My ongoing expectation for 2014 is that stocks are going to struggle and better returns will likely be found elsewhere. I have a list as long as my arm as to why, many I have written about here on the blog but the rest in personal conversation with clients. There are two major seasonality patterns on that list that keep me awake at night. The first most everyone is aware of as it has been beaten to death in the media (including by me) which is the “Sell in May” scenario. While it did not work out last year the statistics are unbelievably compelling and the fact that last year did not play out just increases the odds it works this year. The second and less well known of the two major seasonality patterns is the presidential cycle. What this shows is that the second year of the presidential term is the worst especially during the May to October time frame. And to add even more bearish overtones, the second year of a president in his second term is almost 2x worse than one in his first.

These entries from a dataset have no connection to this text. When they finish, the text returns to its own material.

//! XML reader: children of the root element are rows, their children are fields

use std::fs;
use std::path::Path;

use anyhow::{Context, Result};
use indexmap::{IndexMap, IndexSet};
use quick_xml::events::{BytesStart, Event};
use quick_xml::Reader;

use crate::model::{CellValue, Table};

use super::{text_cell, ReadOptions, SourceReader};

type Record = IndexMap<String, CellValue>;

/// Reader for record-per-element XML documents
pub struct XmlReader;

impl SourceReader for XmlReader {
    fn read(&self, path: &Path, _options: &ReadOptions) -> Result<Table> {
        let content = fs::read_to_string(path)
            .with_context(|| format!("Failed to open XML file: {}", path.display()))?;
        read_xml(&content)
    }

    fn supports_extension(&self, ext: &str) -> bool {
        matches!(ext.to_lowercase().as_str(), "xml")
    }
}

/// Read an XML document shaped like `<data><row><col>v</col></row></data>`.
///
/// Attributes of a row element become columns too.
pub fn read_xml(content: &str) -> Result<Table> {
    let mut reader = Reader::from_str(content);

    let mut depth = 0usize;
    let mut records: Vec<Record> = Vec::new();
    let mut current: Option<Record> = None;
    let mut field: Option<(String, String)> = None;

    loop {
        match reader.read_event().context("Failed to parse XML")? {
            Event::Start(e) => {
                depth += 1;
                match depth {
                    2 => current = Some(attributes(&e, &reader)?),
                    3 => field = Some((element_name(&e), String::new())),
                    _ => {}
                }
            }
            Event::Empty(e) => match depth + 1 {
                2 => records.push(attributes(&e, &reader)?),
                3 => {
                    if let Some(record) = current.as_mut() {
                        record.insert(element_name(&e), CellValue::Null);
                    }
                }
                _ => {}
            },
            Event::Text(t) => {
                if let (3, Some((_, text))) = (depth, field.as_mut()) {
                    text.push_str(&t.unescape().context("Invalid XML text")?);
                }
            }
            Event::CData(c) => {
                if let (3, Some((_, text))) = (depth, field.as_mut()) {
                    text.push_str(&String::from_utf8_lossy(&c.into_inner()));
                }
            }
            Event::End(_) => {
                match depth {
                    3 => {
                        if let (Some((name, text)), Some(record)) = (field.take(), current.as_mut())
                        {
                            record.insert(name, text_cell(&text));
                        }
                    }
                    2 => {
                        if let Some(record) = current.take() {
                            records.push(record);
                        }
                    }
                    _ => {}
                }
                depth = depth.saturating_sub(1);
            }
            Event::Eof => break,
            _ => {}
        }
    }

    let mut column_names: IndexSet<String> = IndexSet::new();
    for record in &records {
        column_names.extend(record.keys().cloned());
    }

    let mut table = Table::with_column_names(column_names.iter().cloned());
    for mut record in records {
        let cells = column_names
            .iter()
            .map(|name| record.swap_remove(name).unwrap_or(CellValue::Null))
            .collect();
        table.add_row(cells);
    }

    Ok(table)
}

fn element_name(e: &BytesStart<'_>) -> String {
    String::from_utf8_lossy(e.local_name().as_ref()).into_owned()
}

fn attributes<R>(e: &BytesStart<'_>, reader: &Reader<R>) -> Result<Record> {
    let mut record = Record::new();
    for attr in e.attributes() {
        let attr = attr.context("Invalid XML attribute")?;
        let key = String::from_utf8_lossy(attr.key.local_name().as_ref()).into_owned();
        let value = attr
            .decode_and_unescape_value(reader)
            .context("Invalid XML attribute value")?;
        record.insert(key, text_cell(&value));
    }
    Ok(record)
}

#[cfg(test)]
mod tests {
    use super::*;

    #[test]
    fn test_rows_and_fields() {
        let data = r#"<?xml version="1.0" encoding="UTF-8"?>
<data>
  <row id="1">
    <name>Leon &amp; Co</name>
    <mail>leon@example.com</mail>
  </row>
  <row id="2">
    <name><![CDATA[Mia]]></name>
    <mail/>
    <phone>123</phone>
  </row>
  <row id="3"/>
</data>"#;
        let table = read_xml(data).unwrap();

        let names: Vec<_> = table.column_names().collect();
        assert_eq!(names, vec!["id", "name", "mail", "phone"]);
        assert_eq!(table.row_count(), 3);
        assert_eq!(table.value(0, "name"), Some(&CellValue::from("Leon & Co")));
        assert_eq!(table.value(1, "name"), Some(&CellValue::from("Mia")));
        assert_eq!(table.value(1, "mail"), Some(&CellValue::Null));
        assert_eq!(table.value(0, "phone"), Some(&CellValue::Null));
        assert_eq!(table.value(2, "id"), Some(&CellValue::from("3")));
    }

    #[test]
    fn test_attribute_entities_and_raw_text() {
        let table =
            read_xml(r#"<data><row note="a &lt; b"><name> Leon </name></row></data>"#).unwrap();
        assert_eq!(table.value(0, "note"), Some(&CellValue::from("a < b")));
        assert_eq!(table.value(0, "name"), Some(&CellValue::from(" Leon ")));
    }

    #[test]
    fn test_malformed_xml_fails() {
        assert!(read_xml("<data><row><a>1</b></row></data>").is_err());
    }
}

Below is a chart illustrating historical performance of the presidential seasonality scenarios described above. The green line is the average historical performance of the SP500 by month of the second year of all presidential terms. The red line show historical performance of the SP 500 by month of the 2nd year of a president only in his second term. The black line is 2014 year-to-date. What should jump out at the reader is under both historical seasonality scenarios is the markets top out in April and decline through October. The other major take away is that when the summer-fall weakness subsides, the 4th quarter has been a great time to insure you are invested in stocks as returns have averaged between 7-10%.
If the presidential cycle is going to work out this year it will require a slight modification. Instead of topping in April, it will have to change to May since last week market highs inched above those made in April on the broadest of market indexes. Based upon the presidential cycles the higher probability trade is in the bear camp so investors who are long the market should consider being not too long.